Gavin Newsom’s iPhone: Yikes!


Gavin Newsome Steve Clemons phone.jpg
(Gavin Newsom’s cell phone with Steve Clemons’ reflection (click image for larger version to really see the cracks); photo credit: Marc Adelman)
Thanks to Marc Adelman who seems to know all of the people I don’t know — so we are a perfect match — I attended a fantastic first west coast fundraiser for CURE, which Susan Axelrod (of those Obama-connected Axelrods) spearheaded to generate funds for research on and treatments for epilepsy, of which her and David Axelrod’s daughter is a victim.
I think CURE does outstanding work and is such an important network for families and friends of those suffering from epilepsy. I’m really grateful to Tammy Haddad for introducing me into the CURE network at an event she held at her home last year.
California Lt. Governor Gavin Newsom attended the event and hung out with Marc and me a bit. Then I saw his phone.
I have always liked Newsom who I hope is Governor of California next round.

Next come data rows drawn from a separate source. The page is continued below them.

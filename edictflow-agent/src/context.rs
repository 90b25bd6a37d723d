//! Project context detection from marker files

use std::path::Path;

/// Marker file -> context type
const MARKERS: &[(&str, &str)] = &[
    ("Cargo.toml", "rust"),
    ("package.json", "node"),
    ("go.mod", "go"),
    ("pyproject.toml", "python"),
    ("requirements.txt", "python"),
    ("pom.xml", "java"),
    ("build.gradle", "java"),
    ("Dockerfile", "docker"),
];

/// Context types of the project rooted at `dir`, sorted and deduplicated
pub fn detect_context(dir: &Path) -> Vec<String> {
    let mut types: Vec<String> = MARKERS
        .iter()
        .filter(|(marker, _)| dir.join(marker).is_file())
        .map(|(_, kind)| kind.to_string())
        .collect();
    types.sort();
    types.dedup();
    types
}

#[cfg(test)]
mod tests {
    use super::*;

    #[test]
    fn test_markers() {
        let dir = tempfile::tempdir().unwrap();
        assert!(detect_context(dir.path()).is_empty());

        for marker in ["Cargo.toml", "Dockerfile", "pyproject.toml", "requirements.txt"] {
            std::fs::write(dir.path().join(marker), "").unwrap();
        }
        assert_eq!(detect_context(dir.path()), vec!["docker", "python", "rust"]);
    }

    #[test]
    fn test_directories_are_not_markers() {
        let dir = tempfile::tempdir().unwrap();
        std::fs::create_dir(dir.path().join("go.mod")).unwrap();
        assert!(detect_context(dir.path()).is_empty());
    }
}
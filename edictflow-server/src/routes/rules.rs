//! Rule catalog, lifecycle and approval routes

use std::sync::Arc;

use axum::extract::{Path, Query, State};
use axum::http::{HeaderMap, StatusCode};
use axum::response::Json;
use edictflow_core::engine::{RuleFilter, Transition, VoteOutcome};
use edictflow_core::model::{
    ApprovalConfig, ApprovalDecision, ApprovalRecord, Category, NewRule, Rule, RuleAttachment,
    RulePatch,
};
use edictflow_core::AuditEvent;
use serde::Deserialize;

use crate::error::Result;
use crate::AppState;

/// Vote request
#[derive(Debug, Deserialize)]
pub struct VoteRequest {
    pub decision: ApprovalDecision,
    #[serde(default)]
    pub comment: Option<String>,
}

/// Attachment request
#[derive(Debug, Deserialize)]
pub struct AttachRequest {
    pub team_id: String,
}

pub async fn create_rule(
    State(state): State<Arc<AppState>>,
    headers: HeaderMap,
    Json(req): Json<NewRule>,
) -> Result<(StatusCode, Json<Rule>)> {
    let caller = state.identify(&headers)?;
    let rule = state.controller.rules().create(req, &caller.user_id)?;
    Ok((StatusCode::CREATED, Json(rule)))
}

pub async fn list_rules(
    State(state): State<Arc<AppState>>,
    headers: HeaderMap,
    Query(filter): Query<RuleFilter>,
) -> Result<Json<Vec<Rule>>> {
    state.identify(&headers)?;
    Ok(Json(state.controller.rules().list(&filter)?))
}

pub async fn get_rule(
    State(state): State<Arc<AppState>>,
    headers: HeaderMap,
    Path(rule_id): Path<String>,
) -> Result<Json<Rule>> {
    state.identify(&headers)?;
    Ok(Json(state.controller.rules().get(&rule_id)?))
}

pub async fn update_rule(
    State(state): State<Arc<AppState>>,
    headers: HeaderMap,
    Path(rule_id): Path<String>,
    Json(patch): Json<RulePatch>,
) -> Result<Json<Rule>> {
    let caller = state.identify(&headers)?;
    Ok(Json(state.controller.rules().update(&rule_id, patch, &caller.user_id)?))
}

pub async fn delete_rule(
    State(state): State<Arc<AppState>>,
    headers: HeaderMap,
    Path(rule_id): Path<String>,
) -> Result<StatusCode> {
    let caller = state.identify(&headers)?;
    state.controller.rules().delete(&rule_id, &caller.user_id)?;
    Ok(StatusCode::NO_CONTENT)
}

pub async fn submit_rule(
    State(state): State<Arc<AppState>>,
    headers: HeaderMap,
    Path(rule_id): Path<String>,
) -> Result<Json<Transition>> {
    let caller = state.identify(&headers)?;
    Ok(Json(state.controller.rules().submit(&rule_id, &caller.user_id)?))
}

pub async fn resubmit_rule(
    State(state): State<Arc<AppState>>,
    headers: HeaderMap,
    Path(rule_id): Path<String>,
) -> Result<Json<Transition>> {
    let caller = state.identify(&headers)?;
    Ok(Json(state.controller.rules().resubmit(&rule_id, &caller.user_id)?))
}

pub async fn reset_rule(
    State(state): State<Arc<AppState>>,
    headers: HeaderMap,
    Path(rule_id): Path<String>,
) -> Result<Json<Transition>> {
    let caller = state.identify(&headers)?;
    Ok(Json(state.controller.rules().reset(&rule_id, &caller.user_id)?))
}

pub async fn vote(
    State(state): State<Arc<AppState>>,
    headers: HeaderMap,
    Path(rule_id): Path<String>,
    Json(req): Json<VoteRequest>,
) -> Result<Json<VoteOutcome>> {
    let caller = state.identify(&headers)?;
    let outcome = state
        .controller
        .rules()
        .vote(&rule_id, &caller.user_id, req.decision, req.comment)?;
    Ok(Json(outcome))
}

pub async fn list_approvals(
    State(state): State<Arc<AppState>>,
    headers: HeaderMap,
    Path(rule_id): Path<String>,
) -> Result<Json<Vec<ApprovalRecord>>> {
    state.identify(&headers)?;
    Ok(Json(state.controller.rules().approvals(&rule_id)?))
}

pub async fn attach(
    State(state): State<Arc<AppState>>,
    headers: HeaderMap,
    Path(rule_id): Path<String>,
    Json(req): Json<AttachRequest>,
) -> Result<(StatusCode, Json<RuleAttachment>)> {
    let caller = state.identify(&headers)?;
    let attachment = state
        .controller
        .rules()
        .attach(&rule_id, &req.team_id, &caller.user_id)?;
    Ok((StatusCode::CREATED, Json(attachment)))
}

pub async fn approve_attachment(
    State(state): State<Arc<AppState>>,
    headers: HeaderMap,
    Path((rule_id, team_id)): Path<(String, String)>,
) -> Result<StatusCode> {
    let caller = state.identify(&headers)?;
    state
        .controller
        .rules()
        .approve_attachment(&rule_id, &team_id, &caller.user_id)?;
    Ok(StatusCode::NO_CONTENT)
}

pub async fn list_attachments(
    State(state): State<Arc<AppState>>,
    headers: HeaderMap,
    Path(rule_id): Path<String>,
) -> Result<Json<Vec<RuleAttachment>>> {
    state.identify(&headers)?;
    Ok(Json(state.controller.rules().attachments(&rule_id)?))
}

pub async fn audit_trail(
    State(state): State<Arc<AppState>>,
    headers: HeaderMap,
    Path(rule_id): Path<String>,
) -> Result<Json<Vec<AuditEvent>>> {
    state.identify(&headers)?;
    Ok(Json(state.controller.audit_trail(&rule_id)?))
}

pub async fn list_categories(
    State(state): State<Arc<AppState>>,
    headers: HeaderMap,
) -> Result<Json<Vec<Category>>> {
    state.identify(&headers)?;
    Ok(Json(state.controller.rules().categories()?))
}

pub async fn upsert_category(
    State(state): State<Arc<AppState>>,
    headers: HeaderMap,
    Json(category): Json<Category>,
) -> Result<Json<Category>> {
    let caller = state.identify(&headers)?;
    Ok(Json(
        state
            .controller
            .rules()
            .upsert_category(category, &caller.user_id)?,
    ))
}

pub async fn set_approval_config(
    State(state): State<Arc<AppState>>,
    headers: HeaderMap,
    Json(config): Json<ApprovalConfig>,
) -> Result<StatusCode> {
    state.identify(&headers)?;
    state.controller.rules().set_approval_config(config)?;
    Ok(StatusCode::NO_CONTENT)
}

I once met him in DC through NDN’s Simon Rosenberg who had all sorts of mesmerizing things to say about Newsom. I loved it when Newsom admitted that among his chief worries in San Francisco was trash collection — but he was trying to get bandwidth to think about other stuff.
Gavin Newsom is a compelling, open-minded, pragmatic doer, thinker — and really beats the crap out of his phone.
— Steve Clemons


9 comments on “Gavin Newsom’s iPhone: Yikes!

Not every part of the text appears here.